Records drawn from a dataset
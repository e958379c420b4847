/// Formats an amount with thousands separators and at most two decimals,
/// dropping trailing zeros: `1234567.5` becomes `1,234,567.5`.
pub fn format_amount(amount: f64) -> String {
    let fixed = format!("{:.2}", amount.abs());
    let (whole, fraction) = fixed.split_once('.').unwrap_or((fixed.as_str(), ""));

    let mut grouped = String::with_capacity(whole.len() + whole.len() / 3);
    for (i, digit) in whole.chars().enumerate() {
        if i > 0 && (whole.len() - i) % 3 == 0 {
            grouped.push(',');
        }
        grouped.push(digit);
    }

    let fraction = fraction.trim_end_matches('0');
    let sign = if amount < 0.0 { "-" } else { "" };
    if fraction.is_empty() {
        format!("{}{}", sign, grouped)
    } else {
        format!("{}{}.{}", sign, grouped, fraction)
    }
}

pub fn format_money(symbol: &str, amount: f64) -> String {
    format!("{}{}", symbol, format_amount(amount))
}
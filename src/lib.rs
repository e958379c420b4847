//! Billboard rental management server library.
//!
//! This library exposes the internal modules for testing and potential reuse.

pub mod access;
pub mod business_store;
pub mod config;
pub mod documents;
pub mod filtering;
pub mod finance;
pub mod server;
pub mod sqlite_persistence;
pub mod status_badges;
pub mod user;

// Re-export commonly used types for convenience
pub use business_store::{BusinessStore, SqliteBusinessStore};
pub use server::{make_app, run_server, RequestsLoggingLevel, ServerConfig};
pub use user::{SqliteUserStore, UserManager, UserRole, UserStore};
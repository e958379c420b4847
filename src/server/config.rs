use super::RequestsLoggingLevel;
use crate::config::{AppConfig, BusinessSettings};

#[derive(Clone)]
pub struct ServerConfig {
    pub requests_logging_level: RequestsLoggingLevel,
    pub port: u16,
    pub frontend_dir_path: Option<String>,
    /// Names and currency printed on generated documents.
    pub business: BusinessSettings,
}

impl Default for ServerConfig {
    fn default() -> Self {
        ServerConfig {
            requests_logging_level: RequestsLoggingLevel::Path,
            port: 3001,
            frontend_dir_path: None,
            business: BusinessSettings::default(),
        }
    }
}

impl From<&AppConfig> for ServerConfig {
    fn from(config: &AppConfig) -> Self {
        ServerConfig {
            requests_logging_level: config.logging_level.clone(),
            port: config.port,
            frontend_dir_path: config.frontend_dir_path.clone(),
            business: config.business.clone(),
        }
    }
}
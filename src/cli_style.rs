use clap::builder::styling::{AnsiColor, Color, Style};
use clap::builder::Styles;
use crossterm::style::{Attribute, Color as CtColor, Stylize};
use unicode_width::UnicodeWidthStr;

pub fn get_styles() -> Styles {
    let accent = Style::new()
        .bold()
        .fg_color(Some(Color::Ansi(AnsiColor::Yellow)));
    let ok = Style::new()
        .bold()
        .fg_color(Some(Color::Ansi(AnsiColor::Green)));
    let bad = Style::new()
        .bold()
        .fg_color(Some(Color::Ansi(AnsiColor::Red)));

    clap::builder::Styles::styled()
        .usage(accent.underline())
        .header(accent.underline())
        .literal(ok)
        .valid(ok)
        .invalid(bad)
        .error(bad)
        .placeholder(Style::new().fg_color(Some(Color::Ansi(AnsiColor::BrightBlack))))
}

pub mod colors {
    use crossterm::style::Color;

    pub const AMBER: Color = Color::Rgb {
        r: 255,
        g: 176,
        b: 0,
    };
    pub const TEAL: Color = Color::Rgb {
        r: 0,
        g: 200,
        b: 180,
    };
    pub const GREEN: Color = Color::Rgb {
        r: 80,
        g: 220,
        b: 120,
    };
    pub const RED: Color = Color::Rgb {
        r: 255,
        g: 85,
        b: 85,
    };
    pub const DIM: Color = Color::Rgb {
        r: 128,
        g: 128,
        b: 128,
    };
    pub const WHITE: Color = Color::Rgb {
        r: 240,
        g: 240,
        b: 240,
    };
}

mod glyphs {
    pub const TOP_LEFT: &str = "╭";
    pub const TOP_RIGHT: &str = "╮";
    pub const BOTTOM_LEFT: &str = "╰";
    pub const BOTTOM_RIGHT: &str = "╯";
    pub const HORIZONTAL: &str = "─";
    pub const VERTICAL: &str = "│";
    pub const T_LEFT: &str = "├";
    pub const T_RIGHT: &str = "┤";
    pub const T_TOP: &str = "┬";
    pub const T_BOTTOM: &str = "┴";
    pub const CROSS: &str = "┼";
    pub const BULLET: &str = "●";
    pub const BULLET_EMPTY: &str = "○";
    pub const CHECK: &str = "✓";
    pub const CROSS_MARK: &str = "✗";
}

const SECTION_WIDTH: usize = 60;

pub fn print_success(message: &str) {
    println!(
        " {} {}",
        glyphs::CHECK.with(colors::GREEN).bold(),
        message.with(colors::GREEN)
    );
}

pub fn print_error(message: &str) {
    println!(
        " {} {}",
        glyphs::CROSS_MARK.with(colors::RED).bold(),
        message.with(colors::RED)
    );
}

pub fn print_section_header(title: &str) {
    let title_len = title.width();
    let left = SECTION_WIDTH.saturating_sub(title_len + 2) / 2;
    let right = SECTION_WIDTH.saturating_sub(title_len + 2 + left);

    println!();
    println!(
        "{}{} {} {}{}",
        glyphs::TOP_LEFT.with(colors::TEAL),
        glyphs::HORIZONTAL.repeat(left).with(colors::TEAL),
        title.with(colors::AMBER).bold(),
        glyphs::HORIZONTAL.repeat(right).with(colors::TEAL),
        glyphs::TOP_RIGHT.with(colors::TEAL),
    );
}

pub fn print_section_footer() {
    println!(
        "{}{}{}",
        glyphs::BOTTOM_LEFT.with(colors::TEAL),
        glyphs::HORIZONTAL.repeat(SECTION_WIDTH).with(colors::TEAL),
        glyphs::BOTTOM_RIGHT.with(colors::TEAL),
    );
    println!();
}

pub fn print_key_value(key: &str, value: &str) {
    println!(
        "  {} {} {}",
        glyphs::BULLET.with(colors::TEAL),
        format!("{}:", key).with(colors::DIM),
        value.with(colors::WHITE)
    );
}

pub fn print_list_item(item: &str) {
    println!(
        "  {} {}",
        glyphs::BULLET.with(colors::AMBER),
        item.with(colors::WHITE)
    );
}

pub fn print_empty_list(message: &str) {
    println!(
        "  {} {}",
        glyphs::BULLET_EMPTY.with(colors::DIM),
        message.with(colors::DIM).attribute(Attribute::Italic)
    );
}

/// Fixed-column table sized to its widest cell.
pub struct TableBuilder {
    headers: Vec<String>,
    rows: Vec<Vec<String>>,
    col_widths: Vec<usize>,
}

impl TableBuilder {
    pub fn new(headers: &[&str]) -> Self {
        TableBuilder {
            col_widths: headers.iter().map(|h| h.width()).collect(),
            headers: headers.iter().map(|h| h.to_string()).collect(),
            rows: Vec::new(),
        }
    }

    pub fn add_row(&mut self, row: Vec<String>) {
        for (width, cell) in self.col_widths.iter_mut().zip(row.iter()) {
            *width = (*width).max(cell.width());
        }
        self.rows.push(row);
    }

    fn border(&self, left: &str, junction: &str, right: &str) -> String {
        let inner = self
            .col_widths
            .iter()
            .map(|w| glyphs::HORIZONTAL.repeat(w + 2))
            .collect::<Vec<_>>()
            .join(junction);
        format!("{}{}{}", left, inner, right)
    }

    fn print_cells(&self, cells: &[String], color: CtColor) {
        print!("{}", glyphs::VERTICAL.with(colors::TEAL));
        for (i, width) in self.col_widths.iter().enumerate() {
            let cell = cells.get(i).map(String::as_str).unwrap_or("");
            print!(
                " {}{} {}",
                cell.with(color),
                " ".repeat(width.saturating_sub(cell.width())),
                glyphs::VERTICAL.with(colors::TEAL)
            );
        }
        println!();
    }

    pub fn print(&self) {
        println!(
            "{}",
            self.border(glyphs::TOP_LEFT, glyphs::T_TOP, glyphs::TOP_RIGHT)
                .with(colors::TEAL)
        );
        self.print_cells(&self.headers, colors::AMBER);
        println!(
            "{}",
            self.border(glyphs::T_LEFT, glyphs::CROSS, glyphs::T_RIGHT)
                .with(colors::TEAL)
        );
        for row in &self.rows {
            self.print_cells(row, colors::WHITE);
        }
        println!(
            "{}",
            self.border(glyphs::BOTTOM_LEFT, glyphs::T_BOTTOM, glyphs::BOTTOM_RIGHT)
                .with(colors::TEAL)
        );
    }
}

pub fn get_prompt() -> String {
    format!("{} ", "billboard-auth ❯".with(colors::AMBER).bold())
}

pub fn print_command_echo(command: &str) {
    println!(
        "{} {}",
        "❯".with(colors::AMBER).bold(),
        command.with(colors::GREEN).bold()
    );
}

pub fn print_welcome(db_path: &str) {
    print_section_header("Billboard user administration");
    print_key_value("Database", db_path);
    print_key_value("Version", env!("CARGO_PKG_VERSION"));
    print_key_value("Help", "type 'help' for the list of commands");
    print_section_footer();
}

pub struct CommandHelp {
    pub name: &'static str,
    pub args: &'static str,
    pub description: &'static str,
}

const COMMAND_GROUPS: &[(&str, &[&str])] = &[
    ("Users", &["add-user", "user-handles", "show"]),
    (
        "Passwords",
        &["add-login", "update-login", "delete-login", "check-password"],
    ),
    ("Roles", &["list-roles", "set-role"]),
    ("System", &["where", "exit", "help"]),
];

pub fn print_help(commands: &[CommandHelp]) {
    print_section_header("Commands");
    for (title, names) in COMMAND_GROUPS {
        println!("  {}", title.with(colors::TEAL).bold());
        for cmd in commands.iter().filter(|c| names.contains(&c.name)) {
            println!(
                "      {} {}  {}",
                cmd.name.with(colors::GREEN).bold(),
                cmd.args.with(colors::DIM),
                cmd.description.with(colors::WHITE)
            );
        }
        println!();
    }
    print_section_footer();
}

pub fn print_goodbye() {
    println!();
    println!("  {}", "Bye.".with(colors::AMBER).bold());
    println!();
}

BRIEF:
Please find the lines in the data that contain the word "crossterm" and copy them.

COMPLETED TASK:
use crossterm::style::{Attribute, Color as CtColor, Stylize};
    use crossterm::style::Color;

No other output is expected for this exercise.